Surpris par ce cri de joie, nous sommes ensuite éblouis par l’abîme que nous découvrons dans son Cœur : la vie divine elle-même, la relation unique d’amour que le Père et le Fils entretiennent de toute éternité : « Personne ne connaît le Fils, sinon le Père, et personne ne connaît le Père, sinon le Fils… » (Mt 11,27). L’évangéliste Jean nous expliquera plus en profondeur ce Mystère ; mais ce dimanche, nous voyons avec stupeur cette relation d’Amour s’ouvrir à nous : « … et celui à qui le Fils veut le révéler ». Chez saint Luc, le récit prend même une dimension trinitaire : « Jésus exulta de joie sous l’action de l’Esprit-Saint… » (Lc 10)

Le regard du Christ, après s’être plongé dans le brasier d’amour du Père, redescend vers ses disciples en Galilée, puis s’élève bien au-delà de ce petit groupe pour lancer une invitation universelle : « Venez à moi, vous tous qui peinez sous le poids du fardeau… » (v.28). Nous explorerons le « repos » qu’Il nous propose dans la méditation. Jésus-Christ est venu nous rejoindre sur cette terre non seulement pour nous sauver, mais aussi pour nous ouvrir le Cœur de Dieu, pour que notre chemin soit illuminé par son exemple.
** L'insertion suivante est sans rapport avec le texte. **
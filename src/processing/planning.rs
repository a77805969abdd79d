//! CIDR conflict checks and IP planning against a topology snapshot.
//!
//! Both operations are authoritative: malformed ranges in the snapshot
//! surface as errors instead of being skipped.

use super::free_blocks::find_free_blocks_capped;
use super::overlap::{detect_conflicts, log_conflicts, ConflictRecord};
use crate::config::Settings;
use crate::models::{Cidr, CidrError, NetworkTopology, SubnetRef};
use itertools::Itertools;
use serde::{Deserialize, Serialize};

/// Restricts a conflict check to one project and/or one VPC.
#[derive(Serialize, Deserialize, Debug, Clone, Default, PartialEq)]
pub struct ConflictScope {
    pub project_id: Option<String>,
    pub vpc_self_link: Option<String>,
}

impl ConflictScope {
    fn includes(&self, owner: &SubnetRef) -> bool {
        self.project_id
            .as_deref()
            .map_or(true, |p| owner.project_id == p)
            && self
                .vpc_self_link
                .as_deref()
                .map_or(true, |v| owner.vpc_self_link == v)
    }
}

/// Request to check a CIDR for conflicts.
#[derive(Serialize, Deserialize, Debug, Clone, PartialEq)]
pub struct CidrCheckRequest {
    pub cidr: String,
    #[serde(default)]
    pub vpc_self_link: Option<String>,
    #[serde(default)]
    pub project_id: Option<String>,
}

/// Result of a conflict check.
#[derive(Serialize, Deserialize, Debug, Clone, PartialEq)]
pub struct CidrCheckResponse {
    pub input_cidr: String,
    pub has_conflict: bool,
    pub conflicts: Vec<ConflictRecord<SubnetRef>>,
    pub suggested_cidrs: Vec<Cidr>,
}

/// Request to plan a range for a new subnet.
#[derive(Serialize, Deserialize, Debug, Clone, PartialEq)]
pub struct IpPlanRequest {
    pub source_project_id: String,
    #[serde(default)]
    pub peer_projects: Vec<String>,
    pub base_cidr: String,
    pub cidr_mask: u8,
}

/// Result of an IP plan.
#[derive(Serialize, Deserialize, Debug, Clone, PartialEq)]
pub struct IpPlanResponse {
    pub available_cidrs: Vec<Cidr>,
    pub checked_scope: Vec<String>,
}

/// Find every subnet range in `topology` that overlaps `input`.
pub fn find_all_conflicts(
    input: &Cidr,
    topology: &NetworkTopology,
    scope: &ConflictScope,
) -> Result<Vec<ConflictRecord<SubnetRef>>, CidrError> {
    let candidates = topology
        .subnet_refs()
        .into_iter()
        .filter(|(_, owner)| scope.includes(owner));
    detect_conflicts(input, candidates)
}

/// Parse every range in `topology` (optionally limited to some projects).
fn occupied_ranges(
    topology: &NetworkTopology,
    projects: Option<&[String]>,
) -> Result<Vec<Cidr>, CidrError> {
    topology
        .subnet_refs()
        .into_iter()
        .filter(|(_, owner)| projects.map_or(true, |p| p.contains(&owner.project_id)))
        .map(|(cidr, _)| Cidr::parse(cidr))
        .collect()
}

/// Suggest free blocks inside `base` that avoid every range in `topology`.
pub fn suggest_available_cidrs(
    base: &Cidr,
    topology: &NetworkTopology,
    prefix_length: u8,
    count: usize,
    settings: &Settings,
) -> Result<Vec<Cidr>, CidrError> {
    let occupied = occupied_ranges(topology, None)?;
    find_free_blocks_capped(base, prefix_length, &occupied, count, settings.scan_cap)
}

/// Check a CIDR against the snapshot and suggest alternatives on conflict.
pub fn check_cidr(
    request: &CidrCheckRequest,
    topology: &NetworkTopology,
    settings: &Settings,
) -> Result<CidrCheckResponse, CidrError> {
    let input = Cidr::parse(&request.cidr)?;
    let scope = ConflictScope {
        project_id: request.project_id.clone(),
        vpc_self_link: request.vpc_self_link.clone(),
    };

    let conflicts = find_all_conflicts(&input, topology, &scope)?;
    log_conflicts(&input, &conflicts);

    let suggested_cidrs = if conflicts.is_empty() {
        Vec::new()
    } else {
        suggest_available_cidrs(
            &settings.base_cidr,
            topology,
            settings.prefix_length,
            settings.suggestion_count,
            settings,
        )?
    };

    Ok(CidrCheckResponse {
        input_cidr: request.cidr.clone(),
        has_conflict: !conflicts.is_empty(),
        conflicts,
        suggested_cidrs,
    })
}

/// Plan free ranges that avoid the source project and all peer projects.
pub fn plan_ip(
    request: &IpPlanRequest,
    topology: &NetworkTopology,
    settings: &Settings,
) -> Result<IpPlanResponse, CidrError> {
    let base = Cidr::parse(&request.base_cidr)?;

    let checked_scope: Vec<String> = std::iter::once(&request.source_project_id)
        .chain(request.peer_projects.iter())
        .cloned()
        .sorted()
        .dedup()
        .collect();

    for project_id in &checked_scope {
        if topology.project(project_id).is_none() {
            log::warn!("Project '{project_id}' is not in the topology snapshot");
        }
    }

    let occupied = occupied_ranges(topology, Some(&checked_scope))?;
    log::info!(
        "Planning /{} in {base}: {} occupied range(s) across {}",
        request.cidr_mask,
        occupied.len(),
        checked_scope.join(",")
    );

    let available_cidrs = find_free_blocks_capped(
        &base,
        request.cidr_mask,
        &occupied,
        settings.plan_count,
        settings.scan_cap,
    )?;

    Ok(IpPlanResponse {
        available_cidrs,
        checked_scope,
    })
}

#[cfg(test)]
mod tests {
    use super::*;
    use crate::models::{Project, SecondaryRange, Subnet, VpcNetwork};
    use crate::processing::OverlapKind;

    fn subnet(name: &str, cidr: &str) -> Subnet {
        Subnet {
            name: name.to_string(),
            region: "us-central1".to_string(),
            ip_cidr_range: cidr.to_string(),
            ..Default::default()
        }
    }

    fn project(id: &str, vpc: &str, subnets: Vec<Subnet>) -> Project {
        Project {
            project_id: id.to_string(),
            vpc_networks: vec![VpcNetwork {
                name: vpc.to_string(),
                self_link: format!("projects/{id}/global/networks/{vpc}"),
                project_id: id.to_string(),
                subnets,
                ..Default::default()
            }],
            ..Default::default()
        }
    }

    fn topology() -> NetworkTopology {
        let mut gke = subnet("gke", "10.0.1.0/24");
        gke.secondary_ip_ranges = vec![SecondaryRange {
            range_name: Some("pods".to_string()),
            ip_cidr_range: "10.4.0.0/14".to_string(),
        }];
        NetworkTopology {
            scan_id: "t".to_string(),
            projects: vec![
                project("alpha", "main", vec![subnet("web", "10.0.0.0/24"), gke]),
                project("beta", "edge", vec![subnet("dmz", "10.0.2.0/23")]),
                project("gamma", "lab", vec![subnet("lab", "10.0.8.0/24")]),
            ],
            ..Default::default()
        }
    }

    #[test]
    fn test_find_all_conflicts() {
        let input = Cidr::parse("10.0.0.0/22").unwrap();
        let conflicts = find_all_conflicts(&input, &topology(), &ConflictScope::default()).unwrap();
        let found: Vec<(String, &str, OverlapKind)> = conflicts
            .iter()
            .map(|c| (c.conflicting_cidr.to_string(), c.meta.subnet_name.as_str(), c.overlap_type))
            .collect();
        assert_eq!(
            found,
            vec![
                ("10.0.0.0/24".to_string(), "web", OverlapKind::Contains),
                ("10.0.1.0/24".to_string(), "gke", OverlapKind::Contains),
                ("10.0.2.0/23".to_string(), "dmz", OverlapKind::Contains),
            ]
        );
    }

    #[test]
    fn test_find_all_conflicts_secondary_and_scope() {
        let input = Cidr::parse("10.5.0.0/16").unwrap();
        let scope = ConflictScope {
            project_id: Some("alpha".to_string()),
            vpc_self_link: None,
        };
        let conflicts = find_all_conflicts(&input, &topology(), &scope).unwrap();
        assert_eq!(conflicts.len(), 1);
        assert_eq!(conflicts[0].meta.subnet_name, "gke:pods");
        assert_eq!(conflicts[0].overlap_type, OverlapKind::ContainedBy);

        let scope = ConflictScope {
            project_id: Some("beta".to_string()),
            vpc_self_link: None,
        };
        assert!(find_all_conflicts(&input, &topology(), &scope).unwrap().is_empty());
    }

    #[test]
    fn test_check_cidr_suggests_on_conflict() {
        let settings = Settings::default();
        let request = CidrCheckRequest {
            cidr: "10.0.0.0/24".to_string(),
            vpc_self_link: None,
            project_id: None,
        };
        let response = check_cidr(&request, &topology(), &settings).unwrap();
        assert!(response.has_conflict);
        assert_eq!(response.conflicts[0].overlap_type, OverlapKind::Equal);
        let suggested: Vec<String> = response.suggested_cidrs.iter().map(|c| c.to_string()).collect();
        assert_eq!(
            suggested,
            ["10.0.4.0/24", "10.0.5.0/24", "10.0.6.0/24", "10.0.7.0/24", "10.0.9.0/24"]
        );
    }

    #[test]
    fn test_check_cidr_without_conflict() {
        let request = CidrCheckRequest {
            cidr: "192.168.0.0/16".to_string(),
            vpc_self_link: None,
            project_id: None,
        };
        let response = check_cidr(&request, &topology(), &Settings::default()).unwrap();
        assert!(!response.has_conflict);
        assert!(response.conflicts.is_empty());
        assert!(response.suggested_cidrs.is_empty());
    }

    #[test]
    fn test_check_cidr_fails_loud() {
        let mut topology = topology();
        topology.projects[2].vpc_networks[0].subnets[0].ip_cidr_range = "10.0.8.0/99".to_string();
        let request = CidrCheckRequest {
            cidr: "10.0.0.0/24".to_string(),
            vpc_self_link: None,
            project_id: None,
        };
        assert!(check_cidr(&request, &topology, &Settings::default()).is_err());

        let bad_input = CidrCheckRequest {
            cidr: "10.0.0.0".to_string(),
            vpc_self_link: None,
            project_id: None,
        };
        assert!(matches!(
            check_cidr(&bad_input, &topology, &Settings::default()),
            Err(CidrError::InvalidCidr(_))
        ));
    }

    #[test]
    fn test_plan_ip_scopes_to_projects() {
        let request = IpPlanRequest {
            source_project_id: "beta".to_string(),
            peer_projects: vec!["alpha".to_string(), "beta".to_string()],
            base_cidr: "10.0.0.0/20".to_string(),
            cidr_mask: 24,
        };
        let response = plan_ip(&request, &topology(), &Settings::default()).unwrap();
        assert_eq!(response.checked_scope, ["alpha", "beta"]);
        let available: Vec<String> = response.available_cidrs.iter().map(|c| c.to_string()).collect();
        // gamma's 10.0.8.0/24 is not in scope, so it stays available
        assert_eq!(
            available,
            [
                "10.0.4.0/24", "10.0.5.0/24", "10.0.6.0/24", "10.0.7.0/24", "10.0.8.0/24",
                "10.0.9.0/24", "10.0.10.0/24", "10.0.11.0/24", "10.0.12.0/24", "10.0.13.0/24"
            ]
        );
    }

    #[test]
    fn test_plan_ip_rejects_oversized_mask() {
        let request = IpPlanRequest {
            source_project_id: "alpha".to_string(),
            peer_projects: vec![],
            base_cidr: "10.0.0.0/16".to_string(),
            cidr_mask: 12,
        };
        assert!(matches!(
            plan_ip(&request, &topology(), &Settings::default()),
            Err(CidrError::InvalidRequest(_))
        ));
    }
}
Le Catéchisme l’exprime ainsi :

« Le Verbe s’est fait chair pour être notre modèle de sainteté : « Prenez sur vous mon joug et apprenez de moi… » (Mt 11, 29). « Je suis la voie, la vérité et la vie ; nul ne vient au Père sans passer par moi » (Jn 14, 6). Et le Père, sur la montagne de la Transfiguration, ordonne : « Écoutez-le » (Mc 9, 7 ; cf. Dt 6, 4-5). Il est en effet le modèle des Béatitudes et la norme de la Loi nouvelle : « Aimez-vous les uns les autres comme je vous ai aimés » (Jn 15, 12). Cet amour implique l’offrande effective de soi-même à sa suite (cf. Mc 8, 34). »[2]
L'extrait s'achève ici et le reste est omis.